Based on my experience with other abstraction technologies like ORMs, I look forward to my systems being absolutely flooded with nonperformant garbage merged by people who don't understand either what they are doing, or what they are asking to be done.
I see new engineers adopting AI much faster than the older ones who have been doing all the coding themselves. I very often see senior engineers turing of their copilot after a week out of frustration because it doesnt work the way they want them to, but they arent even trying, they expect it to work 100% in their first try I guess. They spend months learning new technologies to best of their ability but they wont give AI a chance? They think using AI will make them less skilled, but it is not true, it will make them more productive.

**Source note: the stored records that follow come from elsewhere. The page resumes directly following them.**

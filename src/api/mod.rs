//! API module
//!
//! HTTP API endpoints and middleware.

pub mod middleware;
pub mod routes;

use axum::http::HeaderName;
use axum::{routing::get, Router};
use std::sync::Arc;
use tower::ServiceBuilder;
use tower_http::request_id::{MakeRequestUuid, PropagateRequestIdLayer, SetRequestIdLayer};
use tower_http::trace::TraceLayer;

use crate::ledger::LedgerEngine;
use crate::store::LedgerStore;

pub use routes::create_router;

/// Health check endpoint
async fn health_check() -> &'static str {
    "OK"
}

/// Full application: `/health` plus the ledger routes under `/api/v1`
pub fn app<S: LedgerStore>(engine: Arc<LedgerEngine<S>>) -> Router {
    let request_id = HeaderName::from_static(middleware::REQUEST_ID_HEADER);

    let api_routes =
        create_router::<S>().layer(axum::middleware::from_fn(middleware::logging_middleware));

    // ServiceBuilder runs top to bottom: request id -> trace -> routes
    Router::new()
        .route("/health", get(health_check))
        .nest("/api/v1", api_routes)
        .layer(
            ServiceBuilder::new()
                .layer(SetRequestIdLayer::new(request_id.clone(), MakeRequestUuid))
                .layer(PropagateRequestIdLayer::new(request_id))
                .layer(TraceLayer::new_for_http()),
        )
        .with_state(engine)
}
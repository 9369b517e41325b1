//! Idempotency module
//!
//! Transfer requests may carry a caller-chosen idempotency key. The key is
//! stored on the transfer together with a fingerprint of the request, so a
//! retry with the same key is recognized and a reuse with different
//! parameters is rejected.

use sha2::{Digest, Sha256};

use crate::domain::{LedgerError, Transfer};
use crate::ledger::TransferCommand;

/// SHA-256 fingerprint (hex) of the parameters that define a transfer.
///
/// The idempotency key itself is not part of the fingerprint.
pub fn request_hash(command: &TransferCommand) -> String {
    let mut hasher = Sha256::new();
    hasher.update(command.from_account_id.as_uuid().as_bytes());
    hasher.update(command.to_account_id.as_uuid().as_bytes());
    hasher.update(command.amount_minor.to_be_bytes());
    hasher.update(command.currency.code().as_bytes());
    match &command.description {
        Some(description) => {
            hasher.update([1u8]);
            hasher.update(description.as_bytes());
        }
        None => hasher.update([0u8]),
    }
    hex::encode(hasher.finalize())
}

/// Fail with `IdempotencyConflict` if `existing` was created from a different request
pub fn ensure_same_request(existing: &Transfer, request_hash: &str) -> Result<(), LedgerError> {
    if existing.request_hash != request_hash {
        let key = existing.idempotency_key.clone().unwrap_or_default();
        tracing::warn!(
            transfer_id = %existing.id,
            idempotency_key = %key,
            "Idempotency key reused with different parameters"
        );
        return Err(LedgerError::IdempotencyConflict(key));
    }
    Ok(())
}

My company recently made it mandatory to use Cursor and my motivation has cratered
I'm looking into alternatives because I have zero interest in having LLM tools dictated to me because some MBA exec is sold on the hype
I find it impossible to get into flow with the autocomplete interrupting me constantly and the code they generate in the chat node sucks
"Am I a dinosaur?" - I think you're asking the most important question for our craft in 2025. Thank you.
I lead a team building Markhub, an AI-native workspace, and we have this debate internally all the time. Our conclusion is that there are two types of "thinking" in programming:
"Architectural Thinking": This is the joy you're talking about. The deep, satisfying process of designing systems, building mental models, and solving a core problem. This is the creative work, and an AI getting in the way of this feels terrible. We agree that this part should be protected.

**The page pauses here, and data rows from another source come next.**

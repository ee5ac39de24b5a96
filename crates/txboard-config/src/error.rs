//! Error types for txboard-config

use serde::{Deserialize, Serialize};
use thiserror::Error;

/// Error codes for configuration errors
#[derive(Debug, Clone, Copy, PartialEq, Eq, Serialize, Deserialize)]
#[serde(rename_all = "SCREAMING_SNAKE_CASE")]
pub enum ConfigErrorCode {
    /// File not found
    FileNotFound,
    /// Invalid YAML format
    InvalidYaml,
    /// Invalid field value
    InvalidValue,
    /// IO error
    IoError,
    /// Validation error
    ValidationError,
}

impl std::fmt::Display for ConfigErrorCode {
    fn fmt(&self, f: &mut std::fmt::Formatter<'_>) -> std::fmt::Result {
        match self {
            ConfigErrorCode::FileNotFound => write!(f, "FILE_NOT_FOUND"),
            ConfigErrorCode::InvalidYaml => write!(f, "INVALID_YAML"),
            ConfigErrorCode::InvalidValue => write!(f, "INVALID_VALUE"),
            ConfigErrorCode::IoError => write!(f, "IO_ERROR"),
            ConfigErrorCode::ValidationError => write!(f, "VALIDATION_ERROR"),
        }
    }
}

/// Detailed error information
#[derive(Debug, Clone, Serialize, Deserialize)]
pub struct ConfigErrorDetails {
    /// Error code
    pub code: ConfigErrorCode,
    /// Human-readable message
    pub message: String,
    /// Field path (for field-specific errors)
    #[serde(skip_serializing_if = "Option::is_none")]
    pub field: Option<String>,
    /// Suggestions for resolution
    #[serde(skip_serializing_if = "Vec::is_empty")]
    pub suggestions: Vec<String>,
}

impl ConfigErrorDetails {
    /// Create a new error detail
    pub fn new(code: ConfigErrorCode, message: String) -> Self {
        Self {
            code,
            message,
            field: None,
            suggestions: vec![],
        }
    }

    /// Add field information
    pub fn with_field(mut self, field: String) -> Self {
        self.field = Some(field);
        self
    }

    /// Add a suggestion
    pub fn with_suggestion(mut self, suggestion: String) -> Self {
        self.suggestions.push(suggestion);
        self
    }
}

impl std::fmt::Display for ConfigErrorDetails {
    fn fmt(&self, f: &mut std::fmt::Formatter<'_>) -> std::fmt::Result {
        write!(f, "[{}] {}", self.code, self.message)?;
        if let Some(ref field) = self.field {
            write!(f, "\nField: {}", field)?;
        }
        if !self.suggestions.is_empty() {
            write!(f, "\nSuggestions:")?;
            for suggestion in &self.suggestions {
                write!(f, "\n  - {}", suggestion)?;
            }
        }
        Ok(())
    }
}

/// Severity levels
#[derive(Debug, Clone, Copy, PartialEq, Eq, Serialize, Deserialize)]
#[serde(rename_all = "lowercase")]
pub enum ConfigErrorSeverity {
    Warning,
    Error,
}

impl std::fmt::Display for ConfigErrorSeverity {
    fn fmt(&self, f: &mut std::fmt::Formatter<'_>) -> std::fmt::Result {
        match self {
            ConfigErrorSeverity::Warning => write!(f, "warning"),
            ConfigErrorSeverity::Error => write!(f, "error"),
        }
    }
}

/// Configuration error type
#[derive(Error, Debug)]
pub enum ConfigError {
    #[error("File not found: {path}")]
    FileNotFound { path: String },

    #[error("Invalid YAML format: {message}")]
    InvalidYaml { message: String },

    #[error("Invalid field value: {field} - {reason}")]
    InvalidValue { field: String, reason: String },

    #[error("IO error occurred: {message}")]
    IoError { message: String },

    #[error("Validation error: {message}")]
    ValidationError { message: String },
}

impl ConfigError {
    /// Get the error code
    pub fn code(&self) -> ConfigErrorCode {
        match self {
            ConfigError::FileNotFound { .. } => ConfigErrorCode::FileNotFound,
            ConfigError::InvalidYaml { .. } => ConfigErrorCode::InvalidYaml,
            ConfigError::InvalidValue { .. } => ConfigErrorCode::InvalidValue,
            ConfigError::IoError { .. } => ConfigErrorCode::IoError,
            ConfigError::ValidationError { .. } => ConfigErrorCode::ValidationError,
        }
    }

    /// Get the severity level
    pub fn severity(&self) -> ConfigErrorSeverity {
        match self {
            ConfigError::ValidationError { .. } => ConfigErrorSeverity::Warning,
            _ => ConfigErrorSeverity::Error,
        }
    }

    /// Convert to detailed error info
    pub fn to_details(&self) -> ConfigErrorDetails {
        let mut details = ConfigErrorDetails::new(self.code(), self.to_string());

        match self {
            ConfigError::FileNotFound { .. } => {
                details = details.with_suggestion(
                    "Check if the config file path is correct.".to_string()
                );
                details = details.with_suggestion(
                    "Run with --print-config to get a starting file.".to_string()
                );
            }
            ConfigError::InvalidValue { field, reason } => {
                details = details.with_field(field.clone());
                details = details.with_suggestion(reason.clone());
            }
            ConfigError::ValidationError { message } => {
                details = details.with_suggestion(message.clone());
            }
            _ => {}
        }

        details
    }
}

/// Result type with ConfigError
pub type ConfigResult<T> = Result<T, ConfigError>;

#[cfg(test)]
mod tests {
    use super::*;

    #[test]
    fn test_error_code_display() {
        assert_eq!(ConfigErrorCode::FileNotFound.to_string(), "FILE_NOT_FOUND");
        assert_eq!(ConfigErrorCode::InvalidYaml.to_string(), "INVALID_YAML");
    }

    #[test]
    fn test_invalid_value_details() {
        let error = ConfigError::InvalidValue {
            field: "server.port".to_string(),
            reason: "Port must be greater than 0".to_string(),
        };
        let details = error.to_details();
        assert_eq!(details.field, Some("server.port".to_string()));
        assert_eq!(details.suggestions.len(), 1);
        assert!(details.to_string().starts_with("[INVALID_VALUE]"));
    }
}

"Translational Thinking": This is the boring, repetitive work. Turning a clear idea into boilerplate code, writing repetitive test cases, summarizing a long thread of feedback into a list of tasks, or refactoring code. This is the work we want to delegate.
Our philosophy is that AI should not replace Architectural Thinking; it should eliminate Translational Thinking so that we have more time for the joyful, deep work.
For your mental model problem, our solution has been to use our AI, MAKi, not to write the core logic, but to summarize the context around the logic. For example, after a long discussion about a new feature, I ask MAKi to "summarize this conversation and extract the action items." The AI handles the "what," freeing me up to focus on the "how."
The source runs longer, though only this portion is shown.